Physiol Res. 2019 Jun 30;68(3):511-518. doi: 10.33549/physiolres.933941. Epub 2019 Mar 22.
Galanin and galanin receptors (GalRs) have been reported to be involved in the transmission and modulation of nociceptive information in the central nervous system (CNS). However, the underlying mechanism of the antinociception of GalRs in neuropathic pain remains unclear. This study investigated the antinociception induced by galanin receptor 1 (GalR1) via protein kinase A (PKA) signaling pathway in the nucleus accumbens (NAc) of rats with neuropathic pain. A mononeuropathy model was replicated by ligation of the left sciatic nerve, following which the expression of phospho-PKA (p-PKA) in the NAc were markedly up-regulated at 14(th) and 28(th) day after ligation of sciatic nerve, and p-PKA expression was down-regulated by intra-NAc injection of GalR1 agonist M617, but the GalR1 antagonist M35 did not have an effect. We also found that M35 in the NAc blocked the M617-induced increase in the hind paw withdrawal latencies (HWLs) of rats with mononeuropathy, but M35 alone had no effect on HWLs, and PKA inhibitor H-89 attenuated the M617-induced an increase in the HWLs. These results suggested that GalR1 induced an antinociception via inhibiting PKA activation, implying that GalR agonists may be potential and potent therapeutic options to treat chronic neuropathic pain.

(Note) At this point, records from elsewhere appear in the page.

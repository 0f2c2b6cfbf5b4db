//! Diff parsing, file classification, and patch-volume analysis.
//!
//! Turns the unified diff of a candidate into per-file hunks, sorts changed
//! paths into test / asset / data buckets using a [`LanguageProfile`], and
//! measures how much source code a patch touches.
//!
//! [`LanguageProfile`]: benchsift_core::LanguageProfile

pub mod classify;
pub mod parser;
pub mod volume;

甘丙肽和甘丙肽受体(GalRs)已被报道参与中枢神经系统(CNS)中痛觉信息的传递和调制。然而,GalRs 在神经病理性疼痛中的镇痛作用的潜在机制尚不清楚。本研究通过蛋白激酶 A(PKA)信号通路研究了神经病理性疼痛大鼠伏隔核(NAc)中甘丙肽受体 1(GalR1)的镇痛作用。通过结扎左侧坐骨神经复制单神经病模型,结扎坐骨神经后 14 天和 28 天,NAc 中磷酸化 PKA(p-PKA)的表达明显上调,NAc 内注射 GalR1 激动剂 M617 可下调 p-PKA 表达,但 GalR1 拮抗剂 M35 没有作用。我们还发现,NAc 中的 M35 阻断了 M617 诱导的单神经病大鼠后爪退缩潜伏期(HWL)的增加,但 M35 本身对 HWL 没有影响,PKA 抑制剂 H-89 减弱了 M617 诱导的 HWL 增加。这些结果表明,GalR1 通过抑制 PKA 激活诱导镇痛作用,表明 GalR 激动剂可能是治疗慢性神经病理性疼痛的潜在有效治疗选择。